WASHINGTON – The Supreme Court of the United States today let stand a federal court decision holding that a North Carolina public charter school must respect its students’ constitutional rights and that the schools’ “skirts only” rule for girls violates civil rights laws.
In Peltier v. Charter Day School, parents and students at Charter Day School in Brunswick County, NC, challenged the “skirts only” rule for girls, which the school says it adopted based on the belief that every girl is a “fragile vessel.” The school argued that, as a public charter school, it should be free to violate students’ constitutional rights that other types of public schools must respect.
In June 2022, the Fourth Circuit Court of Appeals ruled in favor of the girls, concluding that North Carolina created its charter schools as a form of public school and that Charter Day School is a “state actor” that must abide by the Constitution like other public schools. The court further found that the “skirts only” rule for girls violated their right to be free from sex discrimination, writing: “Nothing in the Equal Protection Clause prevents public schools from teaching universal values of respect and kindness, but those values are never advanced by the discriminatory treatment of girls in a public school.”

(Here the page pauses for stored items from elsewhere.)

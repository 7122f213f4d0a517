//! jass_index - build an impact-ordered index from a document collection

use std::fs::File;
use std::io::BufReader;
use std::path::PathBuf;
use std::process::exit;

use bumpalo::Bump;
use clap::Parser;
use log::info;

use jass::codecs::CodecId;
use jass::error::Result;
use jass::indexer::Indexer;
use jass::quantize::{self, AtireBm25};
use jass::serialise::{self, IndexWriter, VocabFormat};
use jass::source::{FastaSource, TrecSource, UnicoilSource};

#[derive(Parser, Debug)]
#[command(
    name = "jass_index",
    version = jass::VERSION,
    about = "Build an impact-ordered Score-at-a-Time index"
)]
struct Args {
    /// File of documents to index.
    #[arg(long, short = 'f')]
    filename: PathBuf,

    /// Directory to write the index files into.
    #[arg(long, default_value = ".")]
    index_dir: PathBuf,

    /// Write a JASS v1 vocabulary (fixed 64-bit triples).
    #[arg(long = "index-v1")]
    index_v1: bool,

    /// Write a JASS v2 vocabulary (variable-byte triples). The default.
    #[arg(long = "index-v2")]
    index_v2: bool,

    /// Also dump the impact-ordered postings as raw uint32 segments.
    #[arg(long = "index-uint32")]
    index_uint32: bool,

    /// Also write a text forward index.
    #[arg(long = "index-forward")]
    index_forward: bool,

    /// Also generate the index as Rust source arrays.
    #[arg(long = "index-compiled")]
    index_compiled: bool,

    /// Input format: TREC, FASTA or JSON-uniCOIL.
    #[arg(long, default_value = "TREC")]
    document_format: String,

    /// Stem terms with Porter (v1) before indexing.
    #[arg(long)]
    stem_porter: bool,

    /// Index FASTA sequences as k-mers of this length (implies FASTA input).
    #[arg(long)]
    fasta_kmer: Option<usize>,

    /// Log progress every N documents.
    #[arg(long, short = 'N')]
    report_every: Option<usize>,

    /// Postings codec.
    #[arg(long, default_value = "vbyte")]
    codec: String,

    /// Quantization bit width: impacts land in [1, 2^bits - 1].
    #[arg(long, default_value_t = 8)]
    quantum_bits: u32,
}

enum Format {
    Trec,
    Fasta(usize),
    Unicoil,
}

fn usage_error(message: &str) -> ! {
    eprintln!("jass_index: {message}");
    exit(1);
}

fn parse_format(args: &Args) -> Format {
    let named = match args.document_format.to_uppercase().as_str() {
        "TREC" => Format::Trec,
        "FASTA" => Format::Fasta(args.fasta_kmer.unwrap_or_else(|| {
            usage_error("FASTA input needs --fasta-kmer");
        })),
        "JSON-UNICOIL" => Format::Unicoil,
        other => usage_error(&format!("unknown document format {other}")),
    };
    match (named, args.fasta_kmer) {
        (Format::Trec, Some(k)) => Format::Fasta(k),
        (Format::Unicoil, Some(_)) => usage_error("only one input format at a time"),
        (format, _) => format,
    }
}

fn run(args: &Args) -> Result<()> {
    let format = parse_format(args);
    if matches!(format, Format::Fasta(0)) {
        usage_error("--fasta-kmer must be at least 1");
    }
    let codec = CodecId::from_name(&args.codec)
        .unwrap_or_else(|| usage_error(&format!("unknown codec {}", args.codec)));
    let vocab = if args.index_v1 { VocabFormat::V1 } else { VocabFormat::V2 };
    if !(1..=16).contains(&args.quantum_bits) {
        usage_error("--quantum-bits must be between 1 and 16");
    }
    let max_quantum = ((1u32 << args.quantum_bits) - 1) as u16;

    let file = match File::open(&args.filename) {
        Ok(file) => file,
        Err(e) => {
            eprintln!("jass_index: can't read {}: {e}", args.filename.display());
            exit(2);
        }
    };
    let reader = BufReader::new(file);

    let arena = Bump::new();
    let mut indexer = Indexer::new(&arena).report_every(args.report_every.unwrap_or(0));
    if args.stem_porter {
        indexer = indexer.with_stemmer();
    }

    let mut pre_quantized = false;
    match format {
        Format::Trec => {
            let mut batch = Vec::with_capacity(1024);
            for document in TrecSource::new(reader) {
                batch.push(document?);
                if batch.len() == batch.capacity() {
                    indexer.add_batch(&batch);
                    batch.clear();
                }
            }
            indexer.add_batch(&batch);
        }
        Format::Fasta(k) => {
            for document in FastaSource::new(reader) {
                indexer.add_document_kmers(&document?, k);
            }
        }
        Format::Unicoil => {
            pre_quantized = true;
            for document in UnicoilSource::new(reader) {
                indexer.add_vector(&document?);
            }
        }
    }

    let collected = indexer.finish();
    std::fs::create_dir_all(&args.index_dir)?;
    if args.index_forward {
        serialise::write_forward_index(&args.index_dir, &collected)?;
    }

    let quantized = if pre_quantized {
        quantize::passthrough(&collected)
    } else {
        quantize::quantize(&collected, AtireBm25::default(), max_quantum)
    };

    IndexWriter::new(&args.index_dir, codec, vocab).write(&quantized)?;
    if args.index_uint32 {
        serialise::write_uint32_dump(&args.index_dir, &quantized)?;
    }
    if args.index_compiled {
        serialise::write_compiled(&args.index_dir, &quantized)?;
    }
    info!(
        "indexed {} documents from {}",
        quantized.documents(),
        args.filename.display()
    );
    Ok(())
}

fn main() {
    env_logger::init();
    let args = match Args::try_parse() {
        Ok(args) => args,
        Err(e) => {
            // Help/version requests are not usage errors.
            if e.use_stderr() {
                eprint!("{e}");
                exit(1);
            }
            print!("{e}");
            exit(0);
        }
    };
    if args.index_v1 && args.index_v2 {
        usage_error("choose one of --index-v1 and --index-v2");
    }
    if let Err(e) = run(&args) {
        eprintln!("jass_index: {e}");
        exit(2);
    }
}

The Supreme Court’s decision today rejecting the school’s appeal lets the Fourth Circuit’s decision stand.
“Today’s announcement is a victory for the thousands of students who attend public charter schools in North Carolina and for the 3.6 million students like them nationwide,” said Ria Tabacco Mar, Director of the ACLU Women’s Rights Project. “Girls at public charter schools have the same constitutional rights as their peers at other public schools – including the freedom to wear pants. We will continue to fight for all girls to learn in safe and equal schools.”
“North Carolina has chosen to meet its constitutional duty to provide a sound basic education to all kids by creating a public school system that includes publicly-funded charter schools,” said Kristi Graunke, Legal Director of the ACLU of North Carolina Legal Foundation. “The Court’s decision ensures publicly funded charter schools are not above the law.”
Separately, the school had argued that Title IX, the law prohibiting gender discrimination in schools that receive federal funding, does not apply to student dress codes. The Fourth Circuit recognized that Title IX applies to discrimination in student dress codes and sent the case back to the district court to assess whether the law was violated in this case. The Supreme Court’s announcement today that it will not hear the appeal paves the way for the Title IX case to proceed in the district court.
Girls at Charter Day School (now called Classical Charter Schools of Leland) and their parents challenged the skirts requirement in 2016 as sex discrimination under the Equal Protection Clause of the U.S. Constitution and Title IX. They are represented by the ACLU Women’s Rights Project, the ACLU of North Carolina Legal Foundation, and the law firm Ellis & Winters LLP.